Do you think this issue would occur in a society of majority dark faces? Think about that
3:37 What about how they used pics of people with all white backgrounds? Why isn't AI thinking the light faces are the light background then? Why is the AI able to pick up the dark hair of caucasians as not part of the background?
There's also the possible issue of "white balance" of the cameras themselves. My understanding is that it's difficult to set this parameter in such a way that it gives acceptable/optimal contrast to both light and dark skin at the same time.
That's why you use multiple models, one to detect whether there is a black or white person in view and then have one model for each.
16:15 that got me trippin for a second until I realize they probably just mirror the video so that the writing comes out right and she's not actually writing backwards.
Fact: Almost everyone go straight to the comments section!
I'm sorry Joss, but how did the only two people in this video that actively work in the tech industry, that are building these automated systems, only have a combined 5 minutes on screen? You don't talk to the computer scientists about solutions or even the future of this tech, but yet you talk to Dr. Benjamin and Dr. Noble (who don't code) about "implications" and examples in which tech was biased. Very frustrating as a rising minority data scientist myself, to see this video focused on opinion instead of actually finding out how to fix these algorithms (like the description says.)

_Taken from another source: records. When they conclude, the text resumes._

//! Clock abstraction
//!
//! Phase timing and the simulated sources are pure functions of elapsed
//! time; injecting the clock keeps them deterministic under test.

use std::sync::Mutex;
use std::time::{Duration, Instant, SystemTime, UNIX_EPOCH};

/// Source of monotonic and wall-clock time
pub trait Clock: Send + Sync {
    /// Monotonic instant for elapsed-time arithmetic
    fn now(&self) -> Instant;

    /// Seconds since the Unix epoch, for wire timestamps
    fn epoch_secs(&self) -> f64;
}

/// Real system clock
pub struct SystemClock;

impl Clock for SystemClock {
    fn now(&self) -> Instant {
        Instant::now()
    }

    fn epoch_secs(&self) -> f64 {
        SystemTime::now()
            .duration_since(UNIX_EPOCH)
            .unwrap_or_default()
            .as_secs_f64()
    }
}

/// Manually advanced clock for deterministic tests
pub struct ManualClock {
    base: Instant,
    offset: Mutex<Duration>,
}

impl ManualClock {
    pub fn new() -> Self {
        Self {
            base: Instant::now(),
            offset: Mutex::new(Duration::ZERO),
        }
    }

    /// Advance the clock by `delta`
    pub fn advance(&self, delta: Duration) {
        *self.offset.lock().unwrap() += delta;
    }

    /// Jump the clock to `elapsed` past its creation
    pub fn set_elapsed(&self, elapsed: Duration) {
        *self.offset.lock().unwrap() = elapsed;
    }
}

impl Default for ManualClock {
    fn default() -> Self {
        Self::new()
    }
}

impl Clock for ManualClock {
    fn now(&self) -> Instant {
        self.base + *self.offset.lock().unwrap()
    }

    fn epoch_secs(&self) -> f64 {
        self.offset.lock().unwrap().as_secs_f64()
    }
}
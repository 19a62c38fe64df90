//! # Biobooth Common Library
//!
//! Shared code for the biobooth exhibit engine:
//! - Error types
//! - Configuration loading and session timing presets
//! - Stable wire payload contracts for the visualization channels

pub mod config;
pub mod error;
pub mod payload;

pub use error::{Error, Result};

Missed an excellent opportunity at highlighting minority data scientists and how they feel building these algorithms.
These people don't seek facts or objetiveness, only points to blame others for not being politically correct...
I would’ve certainly liked to have seen input from Jordan B Harrod, as she’s done a number of great videos on this subject, but with Vox’s traditional print journalism background I can understand gravitating toward book authors.
That's because the intent of the video is supposed to impart the outcome of racism regardless of how it actually works. Emotional perception is what they're after.
Can you please put the names of the people you are interviewing in the description and links to their work/social media? Especially if they have a book we could support!
I would like to see the contrast pic of the two men Joss took at the beginning and uploaded to Twitter been repeated, but with the black man on the bottom. The background at the top of the pic they took was quite dark, and the lack of contrast might have contributed, along with Twitter's weighting bias, to the white face being featured. I don't think Twitter would switch to picking the black face but it would have helped control for an extra variable.
Google photos thinks that all my Asian family and friends are the same person
It's been forever since I've last seen Joss in a video. I've almost forgotten how good and well-constructed her videos are.
The most important thing when it comes to training A.I is the raw data you feed it. Give the A.I 51% images of white people and 49% images of black people and the A.I will have a ~1% bias towards white people.
Ya know what? Good for black people. We don't need facial recognition in today's society, and I genuinely perceive it as a slippery slope when it comes to surveillance. If computers are having trouble recognizing black people, all that means to me is that corporations and the government will have a harder time collecting data on them. I swear to God, we should be having conversations about wether or not facial recognition software should exist, not wether or not it's racist, because imo the former conversation is of much more importance.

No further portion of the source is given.